Here there are no wants which nature gives, and in this state men can be
sensible of no other wants, which are not to be supplied by a very
moderate degree of labor; therefore there is no slavery. Neither is
there any luxury, because no single man can supply the materials of it.
Life is simple, and therefore it is happy.
I am conscious, my lord, that your politician will urge in his defence,
that this unequal state is highly useful. That without dooming some part
of mankind to extraordinary toil, the arts which cultivate life could
not be exercised. But I demand of this politician, how such arts came to
be necessary? He answers, that civil society could not well exist
without them. So that these arts are necessary to civil society, and
civil society necessary again to these arts. Thus are we running in a
circle, without modesty, and without end, and making one error and
extravagance an excuse for the other. My sentiments about these arts and
their cause, I have often discoursed with my friends at large. Pope has
expressed them in good verse, where he talks with so much force of
reason and elegance of language, in praise of the state of nature:
"Then was not pride, nor arts that pride to aid,
Man walked with beast, joint tenant of the shade."
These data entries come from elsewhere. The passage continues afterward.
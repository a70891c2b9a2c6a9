//! Dice notation parser and roller.
//!
//! Accepts `[count]d<sides>[kh|kl N][+|-modifier]` plus the `adv`/`dis` aliases
//! for a d20 with advantage or disadvantage. Input is case- and
//! whitespace-insensitive: `" 4D6 KH3 + 2 "` and `"4d6kh3+2"` are the same roll.
//!
//! Rolling takes any [rand::Rng] so tests can seed the source.

use rand::Rng;
use serde::{Deserialize, Serialize};
use thiserror::Error;

/// Most dice a single expression may roll.
pub const MAX_COUNT: u32 = 100;
/// Largest die accepted.
pub const MAX_SIDES: u32 = 1000;
/// Largest absolute flat modifier accepted.
pub const MAX_MODIFIER: i64 = 1_000_000;

/// Why an expression was refused.
#[derive(Debug, Error, Clone, PartialEq, Eq)]
pub enum DiceError {
    #[error("Invalid dice expression '{0}' (try 2d6+1, d20, 4d6kh3, adv)")]
    Malformed(String),
    #[error("Dice out of bounds: {0}")]
    OutOfBounds(String),
}

/// Which end of the rolled set to keep.
#[derive(Debug, Clone, Copy, PartialEq, Eq, Serialize, Deserialize)]
pub enum Keep {
    Highest(u32),
    Lowest(u32),
}

/// A parsed, validated expression.
#[derive(Debug, Clone, PartialEq, Eq)]
pub struct DiceSpec {
    pub count: u32,
    pub sides: u32,
    pub keep: Option<Keep>,
    pub modifier: i64,
}

/// Result of one evaluation: the raw dice, the dice that counted, and the sum.
#[derive(Debug, Clone, PartialEq, Eq, Serialize, Deserialize)]
pub struct RollOutcome {
    pub expression: String,
    pub rolls: Vec<u32>,
    pub used: Vec<u32>,
    pub modifier: i64,
    pub total: i64,
}

fn normalize(raw: &str) -> String {
    raw.chars()
        .filter(|c| !c.is_whitespace())
        .collect::<String>()
        .to_ascii_lowercase()
}

fn number<T: std::str::FromStr>(digits: &str, expr: &str) -> Result<T, DiceError> {
    if digits.is_empty() || !digits.chars().all(|c| c.is_ascii_digit()) {
        return Err(DiceError::Malformed(expr.to_string()));
    }
    // Digits only, so a parse failure means the number overflowed.
    digits
        .parse()
        .map_err(|_| DiceError::OutOfBounds(format!("'{}' is too large", digits)))
}

/// Parse an expression without rolling it.
pub fn parse(raw: &str) -> Result<DiceSpec, DiceError> {
    let expr = normalize(raw);
    let canonical = match expr.as_str() {
        "adv" => "2d20kh1",
        "dis" => "2d20kl1",
        other => other,
    };
    if canonical.is_empty() {
        return Err(DiceError::Malformed(expr.clone()));
    }

    let d_pos = canonical
        .find('d')
        .ok_or_else(|| DiceError::Malformed(expr.clone()))?;
    let count: u32 = if d_pos == 0 {
        1
    } else {
        number(&canonical[..d_pos], &expr)?
    };
    let rest = &canonical[d_pos + 1..];

    // Split off a trailing signed modifier.
    let (body, modifier) = match rest.find(['+', '-']) {
        Some(sign_pos) => {
            let magnitude: i64 = number(&rest[sign_pos + 1..], &expr)?;
            let signed = if rest.as_bytes()[sign_pos] == b'-' {
                -magnitude
            } else {
                magnitude
            };
            (&rest[..sign_pos], signed)
        }
        None => (rest, 0),
    };

    let (sides_str, keep) = if let Some(pos) = body.find("kh") {
        let n: u32 = number(&body[pos + 2..], &expr)?;
        (&body[..pos], Some(Keep::Highest(n)))
    } else if let Some(pos) = body.find("kl") {
        let n: u32 = number(&body[pos + 2..], &expr)?;
        (&body[..pos], Some(Keep::Lowest(n)))
    } else {
        (body, None)
    };
    let sides: u32 = number(sides_str, &expr)?;

    if count == 0 || count > MAX_COUNT {
        return Err(DiceError::OutOfBounds(format!(
            "dice count must be 1-{}, got {}",
            MAX_COUNT, count
        )));
    }
    if sides == 0 || sides > MAX_SIDES {
        return Err(DiceError::OutOfBounds(format!(
            "die size must be 1-{}, got {}",
            MAX_SIDES, sides
        )));
    }
    if let Some(Keep::Highest(n) | Keep::Lowest(n)) = keep {
        if n == 0 || n > count {
            return Err(DiceError::OutOfBounds(format!(
                "cannot keep {} of {} dice",
                n, count
            )));
        }
    }
    if modifier.abs() > MAX_MODIFIER {
        return Err(DiceError::OutOfBounds(format!(
            "modifier must be within ±{}",
            MAX_MODIFIER
        )));
    }

    Ok(DiceSpec {
        count,
        sides,
        keep,
        modifier,
    })
}

impl DiceSpec {
    /// Roll this spec with the given random source.
    pub fn roll_with<R: Rng>(&self, expression: String, rng: &mut R) -> RollOutcome {
        let rolls: Vec<u32> = (0..self.count)
            .map(|_| rng.gen_range(1..=self.sides))
            .collect();
        let used = match self.keep {
            Some(Keep::Highest(n)) => {
                let mut sorted = rolls.clone();
                sorted.sort_by(|a, b| b.cmp(a));
                sorted.truncate(n as usize);
                sorted
            }
            Some(Keep::Lowest(n)) => {
                let mut sorted = rolls.clone();
                sorted.sort();
                sorted.truncate(n as usize);
                sorted
            }
            None => rolls.clone(),
        };
        let total = used.iter().map(|&d| i64::from(d)).sum::<i64>() + self.modifier;
        RollOutcome {
            expression,
            rolls,
            used,
            modifier: self.modifier,
            total,
        }
    }
}

/// Parse and roll in one step.
pub fn roll<R: Rng>(raw: &str, rng: &mut R) -> Result<RollOutcome, DiceError> {
    let spec = parse(raw)?;
    Ok(spec.roll_with(normalize(raw), rng))
}

#[cfg(test)]
mod tests {
    use super::*;
    use rand::rngs::StdRng;
    use rand::SeedableRng;

    #[test]
    fn every_die_within_bounds() {
        let mut rng = StdRng::seed_from_u64(7);
        for (expr, n, s) in [("3d6", 3, 6), ("d20", 1, 20), ("100d1000", 100, 1000), ("1d1", 1, 1)] {
            for _ in 0..50 {
                let out = roll(expr, &mut rng).unwrap();
                assert_eq!(out.rolls.len(), n);
                assert!(out.rolls.iter().all(|&r| r >= 1 && r <= s), "{expr}: {:?}", out.rolls);
                assert_eq!(out.total, out.used.iter().map(|&d| d as i64).sum::<i64>() + out.modifier);
            }
        }
    }

    #[test]
    fn modifiers_and_whitespace() {
        let spec = parse(" 2D8 - 3 ").unwrap();
        assert_eq!(spec, DiceSpec { count: 2, sides: 8, keep: None, modifier: -3 });
        let spec = parse("4d6kh3+2").unwrap();
        assert_eq!(spec.keep, Some(Keep::Highest(3)));
        assert_eq!(spec.modifier, 2);
    }

    #[test]
    fn aliases_match_explicit_keep() {
        assert_eq!(parse("adv").unwrap(), parse("2d20kh1").unwrap());
        assert_eq!(parse(" DIS ").unwrap(), parse("2d20kl1").unwrap());

        let mut a = StdRng::seed_from_u64(42);
        let mut b = StdRng::seed_from_u64(42);
        let alias = roll("adv", &mut a).unwrap();
        let explicit = roll("2d20kh1", &mut b).unwrap();
        assert_eq!(alias.rolls, explicit.rolls);
        assert_eq!(alias.used, explicit.used);
        assert_eq!(alias.total, explicit.total);
        assert_eq!(alias.used[0], *alias.rolls.iter().max().unwrap());
    }

    #[test]
    fn keep_lowest_takes_smallest() {
        let mut rng = StdRng::seed_from_u64(3);
        let out = roll("4d6kl2", &mut rng).unwrap();
        let mut sorted = out.rolls.clone();
        sorted.sort();
        assert_eq!(out.used, sorted[..2].to_vec());
    }

    #[test]
    fn bounds_errors() {
        assert!(matches!(parse("200d6"), Err(DiceError::OutOfBounds(_))));
        assert!(matches!(parse("d20kh2"), Err(DiceError::OutOfBounds(_))));
        assert!(matches!(parse("2d1001"), Err(DiceError::OutOfBounds(_))));
        assert!(matches!(parse("0d6"), Err(DiceError::OutOfBounds(_))));
        assert!(matches!(parse("2d6kh0"), Err(DiceError::OutOfBounds(_))));
        assert!(matches!(parse("99999999999d6"), Err(DiceError::OutOfBounds(_))));
    }

    #[test]
    fn syntax_errors() {
        for bad in ["", "banana", "2d", "d", "2x6", "2d6+", "2d6kh", "-2d6", "2d6+1+1", "d6kq1"] {
            assert!(matches!(parse(bad), Err(DiceError::Malformed(_))), "{bad}");
        }
    }
}
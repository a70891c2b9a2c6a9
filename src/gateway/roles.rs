//! Who may do what inside a lobby.
//!
//! Every client action maps to an [Action], and [rule] says whether it needs
//! the GM and whether the pre-start lock applies to it. The hub calls
//! [authorize] once before running any handler. Ownership of tokens and
//! sheets is checked by the engine that owns them.

use crate::error::SessionError;
use crate::lobby::LobbySettings;

#[derive(Debug, Clone, Copy, PartialEq, Eq, Hash)]
pub enum Action {
    Identify,
    Join,
    Help,
    Chat,
    Emote,
    Whisper,
    Roll,
    Macro,
    CharacterUpsert,
    CharacterDelete,
    MapRequest,
    MapInit,
    MapSet,
    MapClear,
    TokenAdd,
    TokenMove,
    TokenRemove,
    TokenAssign,
    Ping,
    CampaignLoad,
    CampaignGet,
    CampaignStart,
    CampaignEdit,
    SceneSet,
    NoteAdd,
    ChoiceRequest,
    ChoiceAck,
    ChoiceForce,
    Password,
    Kick,
    Ban,
    Unban,
    Encounter,
    Initiative,
    NextTurn,
    Lock,
    RequireCharacter,
}

/// Requirements for one action.
#[derive(Debug, Clone, Copy, PartialEq, Eq)]
pub struct Rule {
    pub gm_only: bool,
    /// Refused to players while the lobby is locked and the campaign has not started.
    pub lockable: bool,
}

const MEMBER: Rule = Rule { gm_only: false, lockable: false };
const LOCKABLE: Rule = Rule { gm_only: false, lockable: true };
const GM: Rule = Rule { gm_only: true, lockable: false };

pub fn rule(action: Action) -> Rule {
    use Action::*;
    match action {
        Identify | Join | Help | Macro | CharacterUpsert | CharacterDelete | MapRequest | CampaignGet | NoteAdd
        | ChoiceAck => MEMBER,
        Chat | Emote | Whisper | Roll | TokenAdd | TokenMove | TokenRemove | Ping => LOCKABLE,
        MapInit | MapSet | MapClear | TokenAssign | CampaignLoad | CampaignStart | CampaignEdit
        | SceneSet | ChoiceRequest | ChoiceForce | Password | Kick | Ban | Unban | Encounter
        | Initiative | NextTurn | Lock | RequireCharacter => GM,
    }
}

/// Check `action` for a member. The GM is never locked out.
pub fn authorize(action: Action, is_gm: bool, settings: &LobbySettings) -> Result<(), SessionError> {
    let r = rule(action);
    if is_gm {
        return Ok(());
    }
    if r.gm_only {
        return Err(SessionError::unauthorized("Only the GM can do that"));
    }
    if r.lockable && settings.locked_until_start && !settings.campaign_started {
        return Err(SessionError::Locked);
    }
    Ok(())
}
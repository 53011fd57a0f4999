//! Order lifecycle: the canonical store, the status transition engine, fan-out of
//! a changed order into every copy location, and the notification feed.

pub mod history;
pub mod key;
pub mod notify;
pub mod store;
pub mod sync;
pub mod transition;

pub use history::{CappedHistory, Upsert, CUSTOMER_HISTORY_CAPACITY, GLOBAL_HISTORY_CAPACITY};
pub use key::OrderKey;
pub use notify::{message_for, NotificationFeed, NOTIFICATION_CAPACITY};
pub use store::{MergeOutcome, OrderStore};
pub use sync::{is_synced, CopyLocation, FanOutSynchronizer, SyncEntry, SyncOutcome, SyncReport};
pub use transition::{apply_action, transition, OrderAction};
On the whole, my lord, if political society, in whatever form, has still
made the many the property of the few; if it has introduced labors
unnecessary, vices and diseases unknown, and pleasures incompatible
with nature; if in all countries it abridges the lives of millions, and
renders those of millions more utterly abject and miserable, shall we
still worship so destructive an idol, and daily sacrifice to it our
health, our liberty, and our peace? Or shall we pass by this monstrous
heap of absurd notions, and abominable practices, thinking we have
sufficiently discharged our duty in exposing the trifling, cheats, and
ridiculous juggles of a few mad, designing, or ambitious priests? Alas!
my lord, we labor under a mortal consumption, whilst we are so anxious
about the cure of a sore finger. For has not this leviathan of civil
power overflowed the earth with a deluge of blood, as if he were made to
disport and play therein? We have shown that political society, on a
moderate calculation, has been the means of murdering several times the
number of inhabitants now upon the earth, during its short existence,
not upwards of four thousand years in any accounts to be depended on.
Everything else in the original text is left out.